The justice minister, Michael Gove is committed to reform, but few seem to have picked up on the ideas driving his plan.

In July 2015, Gove was photographed leaving hospital after injuring his foot with a with a  copy of right wing American academic John DiIulio’s book Governing Prisons (published during the American carceral boom of the 1980s) under his arm.

Diullio argued that the violence occurring in the most troublesome prisons in the US was not due to overcrowding, poor training or shortage of staff, explanations like those on the Justice Select committee have offered for the turmoil in prisons.

Instead he averred that prison violence was merely a matter of a failure of prison managers to impose an appropriate social regime.

Gove’s plan to give greater power to prison managers suggests a similar mentality — by holding individuals to account for successes and failures, he believes we can have a better, less violent prison system.

While such a view doesn’t reflect the wide range of factors believed to be contributing to problems in prisons, it is likely that it is these ideas will support the core legislative elements that will be revealed in the Queen’s Speech.

Yet moving forward, it is worth remembering that not all prisons are violent and dangerous places.  Indeed most of the problems with violence, suicide, self-harm and disorder are being encountered in a minority of jails.

Some prisons witness quite low levels of violence, for example, those institutions that hold sex offenders (a population which tends to be older) see far less violence, disorder and self-harm.  Others have greater problems.  Prison management and leadership is likely to be a factor, but the rise in violence may be deeper rooted still.

The reasons for the rise in violence and suicide have been much debated.  Prison staff and prisoners alike know well that the influx of new psychoactive substances (sometimes daubed legal highs), have had a significant impact on the working of the prison sub rosa economy, and debt and indebtedness is a driver for much prison violence (and always has been).

So too the decline in safety has variously been attributed to a more challenging mix of prisoners, and a higher than anticipated prison population, at a time when staffing numbers had been reduced quite drastically and budgets have been cut severely as part of a drive for austerity (of course prisons are an easy place for the financial axe to fall because prisoners elicit so little public sympathy).

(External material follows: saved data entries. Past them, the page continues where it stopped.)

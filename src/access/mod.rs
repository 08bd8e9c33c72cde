//! Role- and ownership-based access decisions.
//!
//! Pure functions over rows the caller has already fetched; nothing here
//! touches the database. Handlers resolve the resource first (missing ids
//! surface as not-found before any rule runs) and then ask these functions
//! whether the operation is allowed. Every denial maps to the same uniform
//! forbidden error.

mod view;

pub use view::{project_user, PublicUser, RedactedUser, UserView};

use crate::db::{Chat, Class, User, UserRole};

/// Read access to a class: admins see everything, teachers their own
/// classes, students the classes on whose roster they appear.
pub fn can_view_class(actor: &User, class: &Class, roster: &[String]) -> bool {
    match actor.role_enum() {
        UserRole::Admin => true,
        UserRole::Teacher => class.teacher_id == actor.id,
        UserRole::Student => roster.iter().any(|id| id == &actor.id),
    }
}

/// Write access to a class (schedule, status, roster, deletion): the owning
/// teacher or an admin. Students never mutate a class directly; their only
/// write path is the self-enrolling join.
pub fn can_modify_class(actor: &User, class: &Class) -> bool {
    match actor.role_enum() {
        UserRole::Admin => true,
        UserRole::Teacher => class.teacher_id == actor.id,
        UserRole::Student => false,
    }
}

pub fn can_join_class(actor: &User) -> bool {
    actor.role_enum().is_student()
}

/// Chat reads and writes share one rule: admins always, everyone else only
/// where they participate. Messages inherit this from their chat.
pub fn can_access_chat(actor: &User, participant_ids: &[String]) -> bool {
    actor.role_enum().is_admin() || participant_ids.iter().any(|id| id == &actor.id)
}

pub fn can_create_group_chat(actor: &User) -> bool {
    actor.role_enum().is_admin()
}

/// Soft-deleting a chat: admin, or whoever created it
pub fn can_delete_chat(actor: &User, chat: &Chat) -> bool {
    actor.role_enum().is_admin() || chat.created_by.as_deref() == Some(actor.id.as_str())
}

#[cfg(test)]
mod tests {
    use super::*;

    fn user(id: &str, role: &str) -> User {
        User {
            id: id.to_string(),
            name: format!("User {}", id),
            email: format!("{}@example.com", id),
            phone: None,
            password_hash: "hash".to_string(),
            role: role.to_string(),
            avatar: String::new(),
            is_active: 1,
            grade: None,
            school: None,
            father_name: None,
            father_contact: None,
            mother_name: None,
            mother_contact: None,
            enrolled_subjects: None,
            specialization: None,
            qualification: None,
            created_at: "2026-01-01T00:00:00Z".to_string(),
            updated_at: "2026-01-01T00:00:00Z".to_string(),
        }
    }

    fn class_owned_by(teacher_id: &str) -> Class {
        Class {
            id: "c1".to_string(),
            title: "Physics".to_string(),
            description: None,
            teacher_id: teacher_id.to_string(),
            scheduled_time: "2026-03-10T15:00:00Z".to_string(),
            duration_minutes: 60,
            status: "scheduled".to_string(),
            meeting_room: "class-1-abcdefg".to_string(),
            meeting_link: "https://meet.jit.si/class-1-abcdefg".to_string(),
            created_at: "2026-03-01T00:00:00Z".to_string(),
            updated_at: "2026-03-01T00:00:00Z".to_string(),
        }
    }

    fn chat_created_by(creator: &str) -> Chat {
        Chat {
            id: "chat1".to_string(),
            name: None,
            chat_type: "group".to_string(),
            created_by: Some(creator.to_string()),
            is_active: 1,
            created_at: "2026-03-01T00:00:00Z".to_string(),
            updated_at: "2026-03-01T00:00:00Z".to_string(),
        }
    }

    #[test]
    fn test_class_read_rules() {
        let class = class_owned_by("t1");
        let roster = vec!["s1".to_string()];

        assert!(can_view_class(&user("a1", "admin"), &class, &roster));
        assert!(can_view_class(&user("t1", "teacher"), &class, &roster));
        assert!(!can_view_class(&user("t2", "teacher"), &class, &roster));
        assert!(can_view_class(&user("s1", "student"), &class, &roster));
        assert!(!can_view_class(&user("s2", "student"), &class, &roster));
    }

    #[test]
    fn test_class_write_rules() {
        let class = class_owned_by("t1");

        assert!(can_modify_class(&user("a1", "admin"), &class));
        assert!(can_modify_class(&user("t1", "teacher"), &class));
        assert!(!can_modify_class(&user("t2", "teacher"), &class));
        // Students on the roster still may not change schedule or status
        assert!(!can_modify_class(&user("s1", "student"), &class));
    }

    #[test]
    fn test_only_students_join() {
        assert!(can_join_class(&user("s1", "student")));
        assert!(!can_join_class(&user("t1", "teacher")));
        assert!(!can_join_class(&user("a1", "admin")));
    }

    #[test]
    fn test_chat_access_rules() {
        let participants = vec!["s1".to_string(), "t1".to_string()];

        assert!(can_access_chat(&user("a1", "admin"), &participants));
        assert!(can_access_chat(&user("s1", "student"), &participants));
        assert!(can_access_chat(&user("t1", "teacher"), &participants));
        assert!(!can_access_chat(&user("s2", "student"), &participants));
    }

    #[test]
    fn test_group_chat_creation_is_admin_only() {
        assert!(can_create_group_chat(&user("a1", "admin")));
        assert!(!can_create_group_chat(&user("t1", "teacher")));
        assert!(!can_create_group_chat(&user("s1", "student")));
    }

    #[test]
    fn test_chat_deletion_rules() {
        let chat = chat_created_by("t1");

        assert!(can_delete_chat(&user("a1", "admin"), &chat));
        assert!(can_delete_chat(&user("t1", "teacher"), &chat));
        assert!(!can_delete_chat(&user("s1", "student"), &chat));

        let orphaned = Chat {
            created_by: None,
            ..chat
        };
        assert!(can_delete_chat(&user("a1", "admin"), &orphaned));
        assert!(!can_delete_chat(&user("t1", "teacher"), &orphaned));
    }
}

All this suggests that there are a number of factors that taken together can influence violence, a point which is seemingly at odds with Diullio’s central contention.

While it is undeniable that significant number of prisons had been operating at staffing levels below what was necessary to maintain reasonable, safe and rehabilitative regimes, it is also undeniable that outside the prison walls, society has changed and its current ethos is one that blames individuals for failure, not social systems.

This is the essence of Diullio’s argument, forget the social, blame the individual. Such is the doxa of contemporary neoliberal society.

Neoliberalism, an ideology and concept usually associated with a ruthless brand of free-market economics now dominant in the UK and US, has now penetrated the very core services of the state and its institutions.

These were once considered strictly off limits to financial speculators and entrepreneurs, yet the NHS, social services, the police, the prison system and the criminal justice system now feel its full weight.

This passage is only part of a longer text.